A Fighting Chance

Now I was officially the Democrats’ choice and officially Scott Brown’s opponent. I knew the race was going to get even more intense over the next few months, but I understood that the endorsement I’d been given meant the people in this arena were ready to fight. I was ready, too.

During my speech, I had talked about Ted Kennedy, our party’s longtime champion in Massachusetts and in America. Later, riding home with Bruce and the kids, I thought about him again. I remembered the first time we’d met. I remembered his battered satchel, his enormous pride in Massachusetts as he looked out that twenty-fourth-floor window, his willingness to take on the long-odds fight for all the working families who were going broke. I leaned against the car’s window and thought about the election ahead and how I might have the chance to help working families, too. I couldn’t be Ted Kennedy, but at least I had a strong model for how to fight for what was right.

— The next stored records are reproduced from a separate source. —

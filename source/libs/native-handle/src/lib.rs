// Copyright 2024 Open Nexus OS Contributors
// SPDX-License-Identifier: Apache-2.0

//! CONTEXT: Native handle records shared across process boundaries
//! OWNERS: @runtime
//! PUBLIC API: NativeHandle, create, clone, close, delete
//! DEPENDS_ON: libc (C allocator, dup/close)
//! INVARIANTS: Header is 12 bytes; `version` equals the header size; payload is
//!             `num_fds` descriptors followed by `num_ints` integers
//!
//! A native handle is a variable-length record allocated from the C heap. The
//! primitives in this crate are the only way records are created and released,
//! so every owner must pair [`create`]/[`clone`] with [`close`] + [`delete`].

#![deny(clippy::all, missing_docs)]

use core::fmt;
use core::mem;
use core::ptr;
use core::slice;

use libc::c_int;

/// Upper bound on descriptors carried by a single record.
pub const NATIVE_HANDLE_MAX_FDS: c_int = 1024;
/// Upper bound on integers carried by a single record.
pub const NATIVE_HANDLE_MAX_INTS: c_int = 1024;

const HEADER_SIZE: usize = mem::size_of::<NativeHandle>();

const _: () = assert!(mem::size_of::<NativeHandle>() == 12);
const _: () = assert!(mem::align_of::<NativeHandle>() == mem::align_of::<c_int>());

/// Header of a native handle record; the payload follows it in the same allocation.
///
/// The slice accessors reach past the header through `&self`/`&mut self`. That is only
/// sound when a reference keeps the provenance of the whole allocation, which holds under
/// the Tree Borrows model (`MIRIFLAGS=-Zmiri-tree-borrows`) but not under Stacked Borrows.
/// The primitives in this crate ([`clone`], [`close`]) work from the caller's raw pointer
/// instead and do not depend on it.
#[repr(C)]
pub struct NativeHandle {
    version: c_int,
    num_fds: c_int,
    num_ints: c_int,
    data: [c_int; 0],
}

impl NativeHandle {
    /// Size of the header in bytes, as recorded in every well-formed record.
    pub const VERSION: c_int = HEADER_SIZE as c_int;

    /// Returns the header version stamp.
    pub fn version(&self) -> c_int {
        self.version
    }

    /// Number of file descriptors in the payload.
    pub fn num_fds(&self) -> usize {
        self.num_fds as usize
    }

    /// Number of integers following the descriptors.
    pub fn num_ints(&self) -> usize {
        self.num_ints as usize
    }

    /// Descriptors carried by the record.
    pub fn fds(&self) -> &[c_int] {
        // SAFETY: records are only produced by `create`, which sizes the allocation for
        // `num_fds + num_ints` trailing words. Relies on Tree Borrows provenance.
        unsafe { slice::from_raw_parts(self.data.as_ptr(), self.num_fds()) }
    }

    /// Integers carried by the record.
    pub fn ints(&self) -> &[c_int] {
        // SAFETY: see `fds`; the integers start right after the descriptors.
        unsafe { slice::from_raw_parts(self.data.as_ptr().add(self.num_fds()), self.num_ints()) }
    }

    /// Mutable view over the descriptor slots.
    pub fn fds_mut(&mut self) -> &mut [c_int] {
        let len = self.num_fds();
        // SAFETY: see `fds`.
        unsafe { slice::from_raw_parts_mut(self.data.as_mut_ptr(), len) }
    }

    /// Mutable view over the integer slots.
    pub fn ints_mut(&mut self) -> &mut [c_int] {
        let offset = self.num_fds();
        let len = self.num_ints();
        // SAFETY: see `ints`.
        unsafe { slice::from_raw_parts_mut(self.data.as_mut_ptr().add(offset), len) }
    }
}

/// First payload word of `handle`, derived from the raw pointer so it covers the allocation.
///
/// # Safety
///
/// `handle` must point to a live record produced by [`create`].
unsafe fn payload(handle: *const NativeHandle) -> *const c_int {
    ptr::addr_of!((*handle).data).cast::<c_int>()
}

/// Mutable counterpart of [`payload`].
///
/// # Safety
///
/// Same as [`payload`], and nothing else may access the record meanwhile.
unsafe fn payload_mut(handle: *mut NativeHandle) -> *mut c_int {
    ptr::addr_of_mut!((*handle).data).cast::<c_int>()
}

impl fmt::Debug for NativeHandle {
    fn fmt(&self, f: &mut fmt::Formatter<'_>) -> fmt::Result {
        f.debug_struct("NativeHandle")
            .field("version", &self.version)
            .field("fds", &self.fds())
            .field("ints", &self.ints())
            .finish()
    }
}

/// Allocates a zero-filled record with room for `num_fds` descriptors and `num_ints` integers.
///
/// Returns null when a count is negative or above its limit, or when the C allocator fails.
pub fn create(num_fds: c_int, num_ints: c_int) -> *mut NativeHandle {
    if !(0..=NATIVE_HANDLE_MAX_FDS).contains(&num_fds)
        || !(0..=NATIVE_HANDLE_MAX_INTS).contains(&num_ints)
    {
        return ptr::null_mut();
    }
    let words = (num_fds + num_ints) as usize;
    let size = HEADER_SIZE + words * mem::size_of::<c_int>();
    // SAFETY: plain C allocation; a null result is passed through to the caller.
    let raw = unsafe { libc::calloc(1, size) }.cast::<NativeHandle>();
    if raw.is_null() {
        return raw;
    }
    // SAFETY: `raw` is a fresh allocation large enough for the header.
    unsafe {
        (*raw).version = NativeHandle::VERSION;
        (*raw).num_fds = num_fds;
        (*raw).num_ints = num_ints;
    }
    raw
}

/// Produces an independent copy of `handle`, duplicating every descriptor.
///
/// Returns null for a null input or when allocation or any `dup` fails; nothing leaks on
/// the failure path.
///
/// # Safety
///
/// `handle` must be null or point to a live record produced by [`create`] or [`clone`].
pub unsafe fn clone(handle: *const NativeHandle) -> *mut NativeHandle {
    if handle.is_null() {
        return ptr::null_mut();
    }
    let (num_fds, num_ints) = ((*handle).num_fds, (*handle).num_ints);
    let copy = create(num_fds, num_ints);
    if copy.is_null() {
        return copy;
    }
    let src = payload(handle);
    let dst = payload_mut(copy);
    for i in 0..num_fds as usize {
        let dup = libc::dup(*src.add(i));
        if dup == -1 {
            // Shrink to the descriptors duplicated so far so close only touches those.
            (*copy).num_fds = i as c_int;
            close(copy);
            delete(copy);
            return ptr::null_mut();
        }
        *dst.add(i) = dup;
    }
    let offset = num_fds as usize;
    ptr::copy_nonoverlapping(src.add(offset), dst.add(offset), num_ints as usize);
    copy
}

/// Closes every descriptor held by `handle`. The record itself stays allocated.
///
/// Returns `-EINVAL` for a null handle and 0 otherwise.
///
/// # Safety
///
/// `handle` must be null or point to a live record produced by [`create`] or [`clone`].
pub unsafe fn close(handle: *const NativeHandle) -> c_int {
    if handle.is_null() {
        return -libc::EINVAL;
    }
    let fds = payload(handle);
    for i in 0..(*handle).num_fds as usize {
        libc::close(*fds.add(i));
    }
    0
}

/// Releases the record allocation. Descriptors are not closed; call [`close`] first.
///
/// Returns 0 for null or success and `-EINVAL` when the header is not a native handle.
///
/// # Safety
///
/// `handle` must be null or point to a live record produced by [`create`] or [`clone`]
/// that is not used afterwards.
pub unsafe fn delete(handle: *mut NativeHandle) -> c_int {
    if handle.is_null() {
        return 0;
    }
    if (*handle).version != NativeHandle::VERSION {
        return -libc::EINVAL;
    }
    libc::free(handle.cast());
    0
}
// Copyright 2024 Open Nexus OS Contributors
// SPDX-License-Identifier: Apache-2.0

//! Pointer slot that occupies 8 bytes on every target so the value-type layout does
//! not change between 32- and 64-bit processes.

use core::fmt;
use core::mem;

#[repr(C)]
pub(crate) union HidlPointer<T> {
    ptr: *const T,
    _pad: u64,
}

const _: () = assert!(mem::size_of::<HidlPointer<u8>>() == 8);
const _: () = assert!(mem::align_of::<HidlPointer<u8>>() == 8);

impl<T> HidlPointer<T> {
    pub(crate) fn new(ptr: *const T) -> Self {
        // Zero the full slot first so the upper half is defined on 32-bit targets.
        let mut slot = Self { _pad: 0 };
        slot.ptr = ptr;
        slot
    }

    pub(crate) fn get(&self) -> *const T {
        // SAFETY: `ptr` is the only field ever written after construction.
        unsafe { self.ptr }
    }
}

impl<T> Clone for HidlPointer<T> {
    fn clone(&self) -> Self {
        *self
    }
}

impl<T> Copy for HidlPointer<T> {}

impl<T> fmt::Debug for HidlPointer<T> {
    fn fmt(&self, f: &mut fmt::Formatter<'_>) -> fmt::Result {
        fmt::Pointer::fmt(&self.get(), f)
    }
}
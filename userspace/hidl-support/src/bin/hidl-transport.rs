// Copyright 2024 Open Nexus OS Contributors
// SPDX-License-Identifier: Apache-2.0

//! Binary entrypoint: print the transport of each named interface.

fn main() {
    env_logger::init();
    hidl_support::run();
}
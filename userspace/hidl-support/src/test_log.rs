// Copyright 2024 Open Nexus OS Contributors
// SPDX-License-Identifier: Apache-2.0

//! Per-thread log capture for asserting severities in unit tests.

use std::cell::RefCell;
use std::sync::Once;

use log::{Level, LevelFilter, Log, Metadata, Record};

thread_local! {
    static RECORDS: RefCell<Vec<(Level, String)>> = const { RefCell::new(Vec::new()) };
}

struct ThreadLogger;

impl Log for ThreadLogger {
    fn enabled(&self, _metadata: &Metadata<'_>) -> bool {
        true
    }

    fn log(&self, record: &Record<'_>) {
        RECORDS.with(|records| {
            records.borrow_mut().push((record.level(), record.args().to_string()));
        });
    }

    fn flush(&self) {}
}

static LOGGER: ThreadLogger = ThreadLogger;
static INSTALL: Once = Once::new();

/// Records emitted on the current thread since [`capture`] was called.
pub(crate) struct Capture(());

/// Installs the capturing logger (once per process) and clears this thread's buffer.
pub(crate) fn capture() -> Capture {
    INSTALL.call_once(|| {
        if log::set_logger(&LOGGER).is_ok() {
            log::set_max_level(LevelFilter::Trace);
        }
    });
    RECORDS.with(|records| records.borrow_mut().clear());
    Capture(())
}

impl Capture {
    pub(crate) fn records(&self) -> Vec<(Level, String)> {
        RECORDS.with(|records| records.borrow().clone())
    }

    /// `true` if a record at exactly `level` contains `needle`.
    pub(crate) fn contains(&self, level: Level, needle: &str) -> bool {
        self.records().iter().any(|(l, message)| *l == level && message.contains(needle))
    }

    pub(crate) fn levels(&self) -> Vec<Level> {
        self.records().into_iter().map(|(level, _)| level).collect()
    }
}
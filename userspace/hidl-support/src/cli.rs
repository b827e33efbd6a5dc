// Copyright 2024 Open Nexus OS Contributors
// SPDX-License-Identifier: Apache-2.0

//! User-facing CLI helpers for the `hidl-transport` tool.

use std::path::PathBuf;

use crate::manifest::Transport;
use crate::transport::TransportResolver;
use crate::vintf::{VintfConfig, VintfObject};

/// Returns the CLI usage string for the transport query tool.
pub fn help() -> &'static str {
    "hidl-transport reports the transport declared for HIDL interfaces. \
     Usage: hidl-transport [--framework PATH] [--device PATH] NAME... | --help"
}

/// Executes the CLI using provided arguments.
pub fn execute(args: &[&str]) -> String {
    if args.iter().any(|arg| *arg == "--help") {
        return help().to_string();
    }
    let mut config = VintfConfig::from_env();
    let mut names = Vec::new();
    let mut iter = args.iter();
    while let Some(arg) = iter.next() {
        let slot = match *arg {
            "--framework" => &mut config.framework_manifest,
            "--device" => &mut config.device_manifest,
            name => {
                names.push(name);
                continue;
            }
        };
        match iter.next() {
            Some(path) => *slot = PathBuf::from(path),
            None => return format!("missing path after {arg}\n{}", help()),
        }
    }
    if names.is_empty() {
        return help().to_string();
    }

    let resolver = TransportResolver::new(VintfObject::new(config));
    names
        .into_iter()
        .map(|name| match resolver.get_transport(name) {
            Transport::Empty => format!("{name}: default"),
            transport => format!("{name}: {transport}"),
        })
        .collect::<Vec<_>>()
        .join("\n")
}

/// Parses `std::env::args` and prints the execution result.
pub fn run() {
    let owned: Vec<String> = std::env::args().skip(1).collect();
    let refs: Vec<&str> = owned.iter().map(|s| s.as_str()).collect();
    println!("{}", execute(&refs));
}

#[cfg(test)]
mod tests {
    use super::{execute, help};
    use std::fs;
    use tempfile::TempDir;

    #[test]
    fn help_contains_name() {
        assert!(help().contains("hidl-transport"));
        assert_eq!(execute(&["--help"]), help());
        assert_eq!(execute(&[]), help());
    }

    #[test]
    fn missing_path_is_reported() {
        assert!(execute(&["--device"]).starts_with("missing path after --device"));
    }

    #[test]
    fn reports_one_line_per_name() {
        let dir = TempDir::new().unwrap();
        let framework = dir.path().join("framework.toml");
        fs::write(
            &framework,
            "[[hal]]\nname = \"android.hidl.manager\"\ntransport = \"hwbinder\"\nversions = [\"1.0\"]\n",
        )
        .unwrap();
        let device = dir.path().join("device.toml");
        let framework = framework.to_str().unwrap();
        let device = device.to_str().unwrap();

        let out = execute(&[
            "--framework",
            framework,
            "--device",
            device,
            "android.hidl.manager@1.0::IServiceManager",
            "vendor.acme.foo@2.1::IFoo",
        ]);
        assert_eq!(
            out,
            "android.hidl.manager@1.0::IServiceManager: hwbinder\nvendor.acme.foo@2.1::IFoo: default"
        );
    }
}
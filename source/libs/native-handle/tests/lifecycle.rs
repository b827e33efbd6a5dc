//! CONTEXT: Descriptor ownership across native handle clone/close/delete
//! OWNERS: @runtime
//! STATUS: Functional
//! API_STABILITY: Stable
//! TEST_COVERAGE: 3 integration tests
//!
//! TEST_SCOPE:
//!   - clone duplicates descriptors instead of sharing them
//!   - close only affects the record it is given
//!   - integer payload survives cloning
//!
//! DEPENDENCIES:
//!   - native_handle primitives
//!   - libc::pipe / libc::fcntl for real descriptors
//!
//! Every test holds FD_LOCK so descriptor numbers are not recycled by a
//! concurrently running test between a close and the following check.

use libc::c_int;
use parking_lot::Mutex;

static FD_LOCK: Mutex<()> = Mutex::new(());

fn pipe() -> [c_int; 2] {
    let mut fds = [0; 2];
    assert_eq!(unsafe { libc::pipe(fds.as_mut_ptr()) }, 0);
    fds
}

fn is_open(fd: c_int) -> bool {
    unsafe { libc::fcntl(fd, libc::F_GETFD) != -1 }
}

#[test]
fn clone_duplicates_descriptors() {
    let _guard = FD_LOCK.lock();
    let fds = pipe();
    let raw = native_handle::create(2, 1);
    let record = unsafe { &mut *raw };
    record.fds_mut().copy_from_slice(&fds);
    record.ints_mut()[0] = 42;

    let copy = unsafe { native_handle::clone(raw) };
    assert!(!copy.is_null());
    let copied = unsafe { &*copy };
    assert_eq!(copied.num_fds(), 2);
    assert_eq!(copied.ints(), &[42]);
    for (orig, dup) in fds.iter().zip(copied.fds()) {
        assert_ne!(orig, dup);
        assert!(is_open(*dup));
    }

    unsafe {
        assert_eq!(native_handle::close(copy), 0);
        assert_eq!(native_handle::delete(copy), 0);
    }
    assert!(fds.iter().all(|fd| is_open(*fd)));

    unsafe {
        assert_eq!(native_handle::close(raw), 0);
        assert_eq!(native_handle::delete(raw), 0);
    }
    assert!(fds.iter().all(|fd| !is_open(*fd)));
}

#[test]
fn close_leaves_record_allocated() {
    let _guard = FD_LOCK.lock();
    let fds = pipe();
    let raw = native_handle::create(1, 0);
    unsafe { &mut *raw }.fds_mut()[0] = fds[0];

    unsafe { native_handle::close(raw) };
    assert!(!is_open(fds[0]));
    // The header is still readable until delete.
    assert_eq!(unsafe { &*raw }.num_fds(), 1);
    unsafe {
        native_handle::delete(raw);
        libc::close(fds[1]);
    }
}

#[test]
fn clone_of_invalid_descriptor_fails_cleanly() {
    let _guard = FD_LOCK.lock();
    let fds = pipe();
    let raw = native_handle::create(2, 0);
    // The second slot is not a descriptor, so its dup fails after the first succeeded.
    unsafe { &mut *raw }.fds_mut().copy_from_slice(&[fds[0], -1]);

    let copy = unsafe { native_handle::clone(raw) };
    assert!(copy.is_null());

    unsafe {
        libc::close(fds[0]);
        libc::close(fds[1]);
        native_handle::delete(raw);
    }
}
// Copyright 2024 Open Nexus OS Contributors
// SPDX-License-Identifier: Apache-2.0

//! Shared helpers for integration tests: per-thread log capture and manifest fixtures.

#![allow(dead_code)]

use std::cell::RefCell;
use std::fs;
use std::path::Path;
use std::sync::Once;

use log::{Level, LevelFilter, Log, Metadata, Record};

thread_local! {
    static RECORDS: RefCell<Vec<(Level, String, String)>> = const { RefCell::new(Vec::new()) };
}

struct ThreadLogger;

impl Log for ThreadLogger {
    fn enabled(&self, _metadata: &Metadata<'_>) -> bool {
        true
    }

    fn log(&self, record: &Record<'_>) {
        RECORDS.with(|records| {
            records.borrow_mut().push((
                record.level(),
                record.target().to_string(),
                record.args().to_string(),
            ));
        });
    }

    fn flush(&self) {}
}

static LOGGER: ThreadLogger = ThreadLogger;
static INSTALL: Once = Once::new();

/// Clears this thread's log buffer, installing the logger on first use.
pub fn capture_logs() {
    INSTALL.call_once(|| {
        if log::set_logger(&LOGGER).is_ok() {
            log::set_max_level(LevelFilter::Trace);
        }
    });
    RECORDS.with(|records| records.borrow_mut().clear());
}

/// `(level, target, message)` for every record since [`capture_logs`].
pub fn logged() -> Vec<(Level, String, String)> {
    RECORDS.with(|records| records.borrow().clone())
}

/// Writes a manifest declaring `(name, transport, "M.m M.m ...")` entries.
pub fn write_manifest(path: &Path, hals: &[(&str, &str, &str)]) {
    let mut text = String::new();
    for (name, transport, versions) in hals {
        let versions: Vec<String> =
            versions.split_whitespace().map(|v| format!("\"{v}\"")).collect();
        text.push_str(&format!(
            "[[hal]]\nname = \"{name}\"\ntransport = \"{transport}\"\nversions = [{}]\n\n",
            versions.join(", ")
        ));
    }
    fs::write(path, text).expect("write manifest");
}
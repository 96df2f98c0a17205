//! Steps: the atomic records of what one processing stage inside a device did to a flow.
//!
//! Every kind pairs a kind-specific detail with a [`StepAction`] drawn from the subset of actions
//! legal for that kind. Both are checked when the step is built and again when it is decoded, so
//! an ill-formed step never exists.
mod action;
mod detail;

use std::fmt;

use itertools::Itertools;
use serde::de::Error as _;
use serde::{
    Deserialize,
    Deserializer,
    Serialize,
};

pub use self::action::StepAction;
use self::detail::ValidateDetail;
pub use self::detail::{
    ArpErrorStepDetail,
    DeliveredStepDetail,
    EgressStepDetail,
    EnterInputIfaceStepDetail,
    EnterSrcIfaceStepDetail,
    ExitOutputIfaceStepDetail,
    FilterStepDetail,
    FilterType,
    InboundStepDetail,
    MatchSessionStepDetail,
    OriginateStepDetail,
    PolicyStepDetail,
    PreSourceNatOutgoingFilterStepDetail,
    RoutingStepDetail,
    SessionStepDetail,
    SessionStepDetailBuilder,
    SetupSessionStepDetail,
    TransformationStepDetail,
    VxlanTunnelStepDetail,
};
use crate::errors::{
    required,
    ModelError,
    ModelResult,
};
use crate::flow::FlowDisposition;

#[derive(Deserialize)]
struct StepRecord<D> {
    detail: Option<D>,
    action: Option<StepAction>,
}

impl<D> StepRecord<D> {
    fn into_parts(self, kind: &'static str) -> ModelResult<(D, StepAction)> {
        Ok((required(self.detail, kind, "detail")?, required(self.action, kind, "action")?))
    }
}

fn check_action(kind: &'static str, action: StepAction, allowed: &[StepAction]) -> ModelResult<()> {
    if allowed.contains(&action) {
        Ok(())
    } else {
        Err(ModelError::IllegalAction { kind, action, allowed: allowed.iter().join(", ") })
    }
}

macro_rules! step_kinds {
    ($(
        $(#[$meta:meta])*
        $variant:ident($step:ident, $detail:ty) => [$($allowed:ident),+ $(,)?];
    )+) => {
        $(
            $(#[$meta])*
            #[derive(Clone, Debug, PartialEq, Eq, Hash, Serialize)]
            pub struct $step {
                detail: $detail,
                action: StepAction,
            }

            impl $step {
                /// Actions a step of this kind may be recorded with.
                pub const LEGAL_ACTIONS: &'static [StepAction] = &[$(StepAction::$allowed),+];
                const KIND: &'static str = stringify!($variant);

                /// Builds the step.
                ///
                /// # Errors
                ///
                /// Fails when `action` is not one of [`Self::LEGAL_ACTIONS`] or disagrees with `detail`.
                pub fn new(detail: $detail, action: StepAction) -> ModelResult<Self> {
                    check_action(Self::KIND, action, Self::LEGAL_ACTIONS)?;
                    detail.check(Self::KIND, action)?;
                    Ok(Self { detail, action })
                }

                /// The kind-specific payload.
                #[must_use]
                pub const fn detail(&self) -> &$detail {
                    &self.detail
                }

                /// What the step did.
                #[must_use]
                pub const fn action(&self) -> StepAction {
                    self.action
                }
            }

            impl<'de> Deserialize<'de> for $step {
                fn deserialize<D: Deserializer<'de>>(deserializer: D) -> Result<Self, D::Error> {
                    StepRecord::<$detail>::deserialize(deserializer)?
                        .into_parts(Self::KIND)
                        .and_then(|(detail, action)| Self::new(detail, action))
                        .map_err(D::Error::custom)
                }
            }

            impl From<$step> for Step {
                fn from(step: $step) -> Self {
                    Self::$variant(step)
                }
            }
        )+

        /// One processing stage inside a device, tagged on the wire by its kind.
        #[derive(Clone, Debug, PartialEq, Eq, Hash, Serialize, Deserialize)]
        #[serde(tag = "type")]
        pub enum Step {
            $(
                $(#[$meta])*
                $variant($step),
            )+
            /// A forwarding loop was detected.
            Loop,
        }

        impl Step {
            /// What the step did.
            #[must_use]
            pub const fn action(&self) -> StepAction {
                match self {
                    $(Self::$variant(step) => step.action,)+
                    Self::Loop => StepAction::Loop,
                }
            }

            /// Name of the step's kind, as used for the wire tag.
            #[must_use]
            pub const fn kind(&self) -> &'static str {
                match self {
                    $(Self::$variant(_) => $step::KIND,)+
                    Self::Loop => "Loop",
                }
            }
        }
    };
}

step_kinds! {
    /// The device originated the flow.
    Originate(OriginateStep, OriginateStepDetail) => [Originated];
    /// The flow entered through an interface.
    EnterInputInterface(EnterInputIfaceStep, EnterInputIfaceStepDetail) => [Received, SentIn, DeniedIn];
    /// The flow was injected at a source interface.
    EnterSrcInterface(EnterSrcIfaceStep, EnterSrcIfaceStepDetail) => [Received];
    /// A FIB lookup and the resulting forwarding decision.
    Routing(RoutingStep, RoutingStepDetail) => [Forwarded, ForwardedToNextVrf, NoRoute, NullRouted];
    /// An ACL evaluation.
    Filter(FilterStep, FilterStepDetail) => [Permitted, Denied];
    /// An outbound filter evaluated before source NAT.
    PreSourceNatOutgoingFilter(PreSourceNatOutgoingFilterStep, PreSourceNatOutgoingFilterStepDetail) => [Permitted, Denied];
    /// A NAT evaluation.
    Transformation(TransformationStep, TransformationStepDetail) => [Transformed, Permitted];
    /// ARP for the next hop failed.
    ArpError(ArpErrorStep, ArpErrorStepDetail) => [NeighborUnreachable, InsufficientInfo];
    /// The flow was delivered to a subnet or left the network.
    Delivered(DeliveredStep, DeliveredStepDetail) => [DeliveredToSubnet, ExitsNetwork];
    /// The flow left through an interface.
    ExitOutputInterface(ExitOutputIfaceStep, ExitOutputIfaceStepDetail) => [Transmitted, SentOut, DeniedOut];
    /// The flow was decapsulated from a VXLAN tunnel.
    EnterFromVxlanTunnel(EnterFromVxlanTunnelStep, VxlanTunnelStepDetail) => [Received];
    /// The flow was encapsulated into a VXLAN tunnel.
    ExitIntoVxlanTunnel(ExitIntoVxlanTunnelStep, VxlanTunnelStepDetail) => [Transmitted];
    /// The flow was destined to the device itself.
    Inbound(InboundStep, InboundStepDetail) => [Accepted];
    /// The flow matched an existing session.
    MatchSession(MatchSessionStep, MatchSessionStepDetail) => [MatchedSession];
    /// The flow set up a new session.
    SetupSession(SetupSessionStep, SetupSessionStepDetail) => [SetupSession];
    /// A named packet policy was evaluated.
    Policy(PolicyStep, PolicyStepDetail) => [Permitted, Denied];
}

impl Step {
    /// The disposition a trace ending in this step has, or `None` when the step is not terminal.
    #[must_use]
    pub const fn implied_disposition(&self) -> Option<FlowDisposition> {
        use FlowDisposition as FD;
        use StepAction as SA;

        match (self, self.action()) {
            (Self::Inbound(_), _) => Some(FD::Accepted),
            (Self::Delivered(_), SA::DeliveredToSubnet) => Some(FD::DeliveredToSubnet),
            (Self::Delivered(_), SA::ExitsNetwork) => Some(FD::ExitsNetwork),
            (Self::ArpError(_), SA::NeighborUnreachable) => Some(FD::NeighborUnreachable),
            (Self::ArpError(_), SA::InsufficientInfo) => Some(FD::InsufficientInfo),
            (Self::Routing(_), SA::NoRoute) => Some(FD::NoRoute),
            (Self::Routing(_), SA::NullRouted) => Some(FD::NullRouted),
            (Self::Filter(step), SA::Denied) if step.detail.filter_type.is_egress() => Some(FD::DeniedOut),
            (Self::Filter(_) | Self::Policy(_), SA::Denied) | (Self::EnterInputInterface(_), SA::DeniedIn) => {
                Some(FD::DeniedIn)
            },
            (Self::PreSourceNatOutgoingFilter(_), SA::Denied) | (Self::ExitOutputInterface(_), SA::DeniedOut) => {
                Some(FD::DeniedOut)
            },
            (Self::Loop, _) => Some(FD::Loop),
            _ => None,
        }
    }
}

impl fmt::Display for Step {
    fn fmt(&self, f: &mut fmt::Formatter<'_>) -> fmt::Result {
        write!(f, "{}({})", self.kind(), self.action())?;
        match self {
            Self::Originate(step) => write!(f, " vrf {}", step.detail.originating_vrf),
            Self::EnterInputInterface(step) => write!(f, " {}", step.detail.input_interface),
            Self::EnterSrcInterface(step) => write!(f, " {}", step.detail.src_interface),
            Self::Routing(step) => {
                write!(f, " vrf {}", step.detail.vrf())?;
                if !step.detail.routes().is_empty() {
                    write!(f, " routes [{}]", step.detail.routes().iter().join("; "))?;
                }
                match step.detail.forwarding_detail() {
                    Some(forwarding) => write!(f, ", {forwarding}"),
                    None => Ok(()),
                }
            },
            Self::Filter(step) => write!(f, " {}", step.detail.filter),
            Self::PreSourceNatOutgoingFilter(step) => {
                write!(f, " {} on {}", step.detail.filter, step.detail.output_interface)
            },
            Self::Transformation(step) => {
                write!(f, " {}", step.detail.transformation_type())?;
                if !step.detail.flow_diffs().is_empty() {
                    write!(f, " [{}]", step.detail.flow_diffs().iter().join(", "))?;
                }
                Ok(())
            },
            Self::ArpError(step) => write!(f, " {}", step.detail.output_interface),
            Self::Delivered(step) => write!(f, " {}", step.detail.output_interface),
            Self::ExitOutputInterface(step) => write!(f, " {}", step.detail.output_interface),
            Self::EnterFromVxlanTunnel(EnterFromVxlanTunnelStep { detail, .. })
            | Self::ExitIntoVxlanTunnel(ExitIntoVxlanTunnelStep { detail, .. }) => {
                write!(f, " vni {} {} -> {}", detail.vni, detail.src_vtep_ip, detail.dst_vtep_ip)
            },
            Self::Inbound(step) => write!(f, " {}", step.detail.interface),
            Self::MatchSession(MatchSessionStep { detail, .. }) | Self::SetupSession(SetupSessionStep { detail, .. }) => {
                write!(f, " {} {}", detail.session_scope(), detail.session_action())
            },
            Self::Policy(step) => write!(f, " {}", step.detail.policy),
            Self::Loop => Ok(()),
        }
    }
}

I pulled out my cell phone. I had saved a voice message from back when we were fighting for the consumer agency, and I’d listened to it off and on for years. It begins, “Oh, Elizabeth, uh, this is Ted Kennedy, just calling to thank you for your help.…” The message goes on, but I just wanted to hear the first part. I just wanted to hear his voice.





Getting Down to Business

As the summer went on, we still gathered in living rooms, but now we spilled into backyards and parks, cafés and bars.

Lots of bars, as a matter of fact.

Okay, that sounds like the start of a joke, but it’s not. Many times, in fact, I visited bars and insurance offices and all kinds of small businesses. Elizabeth Vale, who had helped us launch the CFPB, was now our champion for building business liaisons for the campaign. Over time, she hooked me up with tons of people who ran small businesses—restaurants and Internet start-ups, plumbers and home health care providers, florists and building contractors, landlords and dry cleaners. I met with fishermen in Gloucester, Scituate, and New Bedford to talk through the economics of their business. And yes, I met people who owned bars.

Some of these business owners were ready to support me. But others would say something like “I usually vote Republican because Republicans are pro-business.”

And I’d always get straight to the point: “Do you worry about how much you pay in taxes?”

“Sure.”

“So how much money do you have stashed in bank accounts in the Cayman Islands? How much intellectual property have you transferred to a foreign tax haven? How much of your income is shielded with depletion allowances?”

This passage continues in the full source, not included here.